(Saved entries)

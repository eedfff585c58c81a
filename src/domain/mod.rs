//! Domain models and types for the MIS client.
//!
//! # Overview
//!
//! The domain layer provides:
//! - **Message header types** ([`MessageType`], [`MessageId`], [`MessageHeader`])
//! - **Payload models** ([`PatientRecord`], [`ChangeRecord`])
//! - **Call outcomes** ([`OperationResult`], [`OperationStatus`])
//! - **Error types** ([`MisError`], [`TransportError`])
//! - **Result type alias** ([`Result`])
//!
//! # Two failure channels
//!
//! Infrastructure failures (network, HTTP status, malformed response) are
//! returned as `Err(MisError)`. A request the MIS received and turned down is
//! an `Ok(OperationResult)` whose status is not [`OperationStatus::Success`]:
//!
//! ```rust
//! use mis_client::domain::{Acknowledgment, OperationStatus, ProcedureResult};
//!
//! let status = OperationStatus::evaluate(
//!     &Acknowledgment::new("AA", ""),
//!     &ProcedureResult::new(0, "Patient already exists"),
//! );
//! assert!(matches!(status, OperationStatus::OperationFailed { result_code: 0, .. }));
//! ```

pub mod change;
pub mod errors;
pub mod message;
pub mod outcome;
pub mod patient;
pub mod result;

// Re-export commonly used types for convenience
pub use change::ChangeRecord;
pub use errors::{MisError, TransportError};
pub use message::{MessageHeader, MessageId, MessageType};
pub use outcome::{
    Acknowledgment, ChangeBatch, OperationResult, OperationStatus, ProcedureResult, Registration,
};
pub use patient::{PatientField, PatientRecord};
pub use result::Result;
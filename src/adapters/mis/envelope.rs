//! Request envelope construction
//!
//! A request document is the operation root element (`WEB_<OPERATION>`, in
//! the `http://sdsys.ru/` namespace) holding the `MSH` header and the
//! operation-specific `<OPERATION>_IN` section.

use crate::domain::message::TIMESTAMP_FORMAT;
use crate::domain::{MessageHeader, MessageId, MessageType, MisError, PatientRecord, Result};
use chrono::Local;
use quick_xml::events::{BytesDecl, BytesEnd, BytesStart, BytesText, Event};
use quick_xml::Writer;

/// Namespace of request documents
pub const NAMESPACE: &str = "http://sdsys.ru/";

/// Fixed sender application literal (`MSH.9/MSG.1`)
pub const MESSAGE_SOURCE: &str = "WEB";

/// Fixed charset literal (`MSH.18`)
pub const CHARSET: &str = "UTF-8";

/// Operation-specific input section
#[derive(Debug, Clone, PartialEq, Eq)]
pub struct RequestBody {
    message_type: MessageType,
    fields: Vec<(&'static str, String)>,
}

impl RequestBody {
    pub fn message_type(&self) -> MessageType {
        self.message_type
    }

    /// Fields in emission order
    pub fn fields(&self) -> &[(&'static str, String)] {
        &self.fields
    }

    /// Whether an element with this tag will be written
    pub fn contains(&self, tag: &str) -> bool {
        self.fields.iter().any(|(name, _)| *name == tag)
    }
}

/// Builds headers, bodies and complete request documents
#[derive(Debug, Clone)]
pub struct EnvelopeBuilder {
    external_system_id: String,
}

impl EnvelopeBuilder {
    pub fn new(external_system_id: impl Into<String>) -> Self {
        Self {
            external_system_id: external_system_id.into(),
        }
    }

    /// Builds a message header stamped with the current local time and a fresh id
    ///
    /// Branch-scoped operations require `branch_id`. For other operations a
    /// supplied branch id is dropped, since the MIS handles them centrally.
    ///
    /// # Errors
    ///
    /// Returns [`MisError::Validation`] when a branch-scoped operation has no branch id.
    pub fn build_header(
        &self,
        message_type: MessageType,
        branch_id: Option<i64>,
    ) -> Result<MessageHeader> {
        let branch_id = if message_type.is_branch_scoped() {
            Some(branch_id.ok_or_else(|| {
                MisError::Validation(format!("{message_type} requires a branch id"))
            })?)
        } else {
            if let Some(id) = branch_id {
                tracing::debug!(
                    message_type = %message_type,
                    branch_id = id,
                    "Ignoring branch id for globally scoped operation"
                );
            }
            None
        };

        Ok(MessageHeader {
            external_system_id: self.external_system_id.clone(),
            timestamp: Local::now().format(TIMESTAMP_FORMAT).to_string(),
            message_type,
            message_id: MessageId::generate(),
            branch_id,
        })
    }

    /// Body of `CLIENTS_CHANGE_LIST`: an empty input section
    pub fn build_change_list_body(&self) -> RequestBody {
        RequestBody {
            message_type: MessageType::ClientsChangeList,
            fields: Vec::new(),
        }
    }

    /// Body of `CLIENT_ADD`
    ///
    /// Mandatory fields are always written, even when empty. Optional fields
    /// are left out entirely unless they hold a non-empty value.
    pub fn build_client_add_body(&self, patient: &PatientRecord) -> RequestBody {
        let fields = patient
            .fields()
            .into_iter()
            .filter(|field| field.is_emitted())
            .map(|field| (field.tag, field.value.unwrap_or_default().to_string()))
            .collect();

        RequestBody {
            message_type: MessageType::ClientAdd,
            fields,
        }
    }

    /// Serializes header and body into a request document
    ///
    /// # Errors
    ///
    /// Returns [`MisError::Validation`] when header and body belong to
    /// different operations, [`MisError::Serialization`] if writing fails.
    pub fn build_document(&self, header: &MessageHeader, body: &RequestBody) -> Result<String> {
        if header.message_type != body.message_type {
            return Err(MisError::Validation(format!(
                "Header is for {} but body is for {}",
                header.message_type, body.message_type
            )));
        }

        let root_name = header.message_type.root_element();
        let input_name = header.message_type.input_section();
        let mut writer = Writer::new(Vec::new());

        write(
            &mut writer,
            Event::Decl(BytesDecl::new("1.0", Some(CHARSET), None)),
        )?;

        let mut root = BytesStart::new(root_name.as_str());
        root.push_attribute(("xmlns", NAMESPACE));
        write(&mut writer, Event::Start(root))?;

        write_header(&mut writer, header)?;

        if body.fields.is_empty() {
            write(&mut writer, Event::Empty(BytesStart::new(input_name.as_str())))?;
        } else {
            write(&mut writer, Event::Start(BytesStart::new(input_name.as_str())))?;
            for (tag, value) in &body.fields {
                write_text_element(&mut writer, tag, value)?;
            }
            write(&mut writer, Event::End(BytesEnd::new(input_name.as_str())))?;
        }

        write(&mut writer, Event::End(BytesEnd::new(root_name.as_str())))?;

        String::from_utf8(writer.into_inner())
            .map_err(|e| MisError::Serialization(format!("Request is not valid UTF-8: {e}")))
    }
}

fn write_header(writer: &mut Writer<Vec<u8>>, header: &MessageHeader) -> Result<()> {
    write(writer, Event::Start(BytesStart::new("MSH")))?;

    write_text_element(writer, "MSH.3", &header.external_system_id)?;

    write(writer, Event::Start(BytesStart::new("MSH.7")))?;
    write_text_element(writer, "TS.1", &header.timestamp)?;
    write(writer, Event::End(BytesEnd::new("MSH.7")))?;

    write(writer, Event::Start(BytesStart::new("MSH.9")))?;
    write_text_element(writer, "MSG.1", MESSAGE_SOURCE)?;
    write_text_element(writer, "MSG.2", header.message_type.as_str())?;
    write(writer, Event::End(BytesEnd::new("MSH.9")))?;

    write_text_element(writer, "MSH.10", header.message_id.as_str())?;
    write_text_element(writer, "MSH.18", CHARSET)?;

    if let Some(branch_id) = header.branch_id {
        write_text_element(writer, "MSH.99", &branch_id.to_string())?;
    }

    write(writer, Event::End(BytesEnd::new("MSH")))
}

fn write_text_element(writer: &mut Writer<Vec<u8>>, tag: &str, value: &str) -> Result<()> {
    write(writer, Event::Start(BytesStart::new(tag)))?;
    if !value.is_empty() {
        write(writer, Event::Text(BytesText::new(value)))?;
    }
    write(writer, Event::End(BytesEnd::new(tag)))
}

fn write(writer: &mut Writer<Vec<u8>>, event: Event<'_>) -> Result<()> {
    writer
        .write_event(event)
        .map_err(|e| MisError::Serialization(e.to_string()))
}

#[cfg(test)]
mod tests {
    use super::*;

    fn builder() -> EnvelopeBuilder {
        EnvelopeBuilder::new("CRM_TEST")
    }

    #[test]
    fn test_change_list_header_carries_branch() {
        let header = builder()
            .build_header(MessageType::ClientsChangeList, Some(42))
            .unwrap();
        assert_eq!(header.branch_id, Some(42));
        assert_eq!(header.external_system_id, "CRM_TEST");
    }

    #[test]
    fn test_change_list_header_requires_branch() {
        let result = builder().build_header(MessageType::ClientsChangeList, None);
        assert!(matches!(result, Err(MisError::Validation(_))));
    }

    #[test]
    fn test_client_add_header_drops_branch() {
        let header = builder()
            .build_header(MessageType::ClientAdd, Some(42))
            .unwrap();
        assert_eq!(header.branch_id, None);

        let body = builder().build_client_add_body(&PatientRecord::new("A", "B", "19900101"));
        let document = builder().build_document(&header, &body).unwrap();
        assert!(!document.contains("MSH.99"));
    }

    #[test]
    fn test_timestamp_is_fourteen_digits() {
        let header = builder().build_header(MessageType::ClientAdd, None).unwrap();
        assert_eq!(header.timestamp.len(), 14);
        assert!(header.timestamp.chars().all(|c| c.is_ascii_digit()));
    }

    #[test]
    fn test_change_list_document_shape() {
        let b = builder();
        let header = b
            .build_header(MessageType::ClientsChangeList, Some(3))
            .unwrap();
        let document = b
            .build_document(&header, &b.build_change_list_body())
            .unwrap();

        assert!(document.starts_with("<?xml version=\"1.0\" encoding=\"UTF-8\"?>"));
        assert!(document.contains("<WEB_CLIENTS_CHANGE_LIST xmlns=\"http://sdsys.ru/\">"));
        assert!(document.contains("<MSH.3>CRM_TEST</MSH.3>"));
        assert!(document.contains(&format!("<MSH.7><TS.1>{}</TS.1></MSH.7>", header.timestamp)));
        assert!(document.contains("<MSH.9><MSG.1>WEB</MSG.1><MSG.2>CLIENTS_CHANGE_LIST</MSG.2></MSH.9>"));
        assert!(document.contains(&format!("<MSH.10>{}</MSH.10>", header.message_id)));
        assert!(document.contains("<MSH.18>UTF-8</MSH.18>"));
        assert!(document.contains("<MSH.99>3</MSH.99>"));
        assert!(document.contains("<CLIENTS_CHANGE_LIST_IN/>"));
        assert!(document.ends_with("</WEB_CLIENTS_CHANGE_LIST>"));
    }

    #[test]
    fn test_client_add_required_only_omits_optional_tags() {
        let b = builder();
        let patient = PatientRecord::new("Ivanov", "Ivan", "19850315");
        let header = b.build_header(MessageType::ClientAdd, None).unwrap();
        let document = b
            .build_document(&header, &b.build_client_add_body(&patient))
            .unwrap();

        assert!(document.contains(
            "<CLIENT_ADD_IN><LASTNAME>Ivanov</LASTNAME><FIRSTNAME>Ivan</FIRSTNAME><BDATE>19850315</BDATE></CLIENT_ADD_IN>"
        ));
        for tag in [
            "MIDNAME",
            "EMAIL",
            "PHONE",
            "GENDER",
            "SNILS",
            "NSP",
            "CHECKMODE",
            "REFUSECALL",
            "REFUSESMS",
        ] {
            assert!(!document.contains(&format!("<{tag}")), "unexpected {tag}");
        }
    }

    #[test]
    fn test_client_add_empty_required_still_written() {
        let body = builder().build_client_add_body(&PatientRecord::new("", "", ""));
        assert!(body.contains("LASTNAME"));
        assert!(body.contains("FIRSTNAME"));
        assert!(body.contains("BDATE"));
        assert_eq!(body.fields().len(), 3);
    }

    #[test]
    fn test_client_add_field_order() {
        let patient = PatientRecord::new("Ivanov", "Ivan", "19850315")
            .with_checkmode("1")
            .with_middle_name("Ivanovich")
            .with_gender("1");
        let body = builder().build_client_add_body(&patient);
        let tags: Vec<&str> = body.fields().iter().map(|(tag, _)| *tag).collect();
        assert_eq!(
            tags,
            vec!["LASTNAME", "FIRSTNAME", "MIDNAME", "BDATE", "GENDER", "CHECKMODE"]
        );
    }

    #[test]
    fn test_values_are_escaped() {
        let b = builder();
        let patient = PatientRecord::new("O'Brien & <Sons>", "Ann", "19700101");
        let header = b.build_header(MessageType::ClientAdd, None).unwrap();
        let document = b
            .build_document(&header, &b.build_client_add_body(&patient))
            .unwrap();
        assert!(document.contains("&amp;"));
        assert!(document.contains("&lt;Sons&gt;"));
    }

    #[test]
    fn test_mismatched_header_and_body() {
        let b = builder();
        let header = b.build_header(MessageType::ClientAdd, None).unwrap();
        let result = b.build_document(&header, &b.build_change_list_body());
        assert!(matches!(result, Err(MisError::Validation(_))));
    }
}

What the exercise asks: Taking the entries above, write out exactly each line from the one holding "Request envelope construction" to the one holding "pub fn message_type(&self)", both included, and stop there.

Completed exercise:
//! Request envelope construction
//!
//! A request document is the operation root element (`WEB_<OPERATION>`, in
//! the `http://sdsys.ru/` namespace) holding the `MSH` header and the
//! operation-specific `<OPERATION>_IN` section.

use crate::domain::message::TIMESTAMP_FORMAT;
use crate::domain::{MessageHeader, MessageId, MessageType, MisError, PatientRecord, Result};
use chrono::Local;
use quick_xml::events::{BytesDecl, BytesEnd, BytesStart, BytesText, Event};
use quick_xml::Writer;

/// Namespace of request documents
pub const NAMESPACE: &str = "http://sdsys.ru/";

/// Fixed sender application literal (`MSH.9/MSG.1`)
pub const MESSAGE_SOURCE: &str = "WEB";

/// Fixed charset literal (`MSH.18`)
pub const CHARSET: &str = "UTF-8";

/// Operation-specific input section
#[derive(Debug, Clone, PartialEq, Eq)]
pub struct RequestBody {
    message_type: MessageType,
    fields: Vec<(&'static str, String)>,
}

impl RequestBody {
    pub fn message_type(&self) -> MessageType {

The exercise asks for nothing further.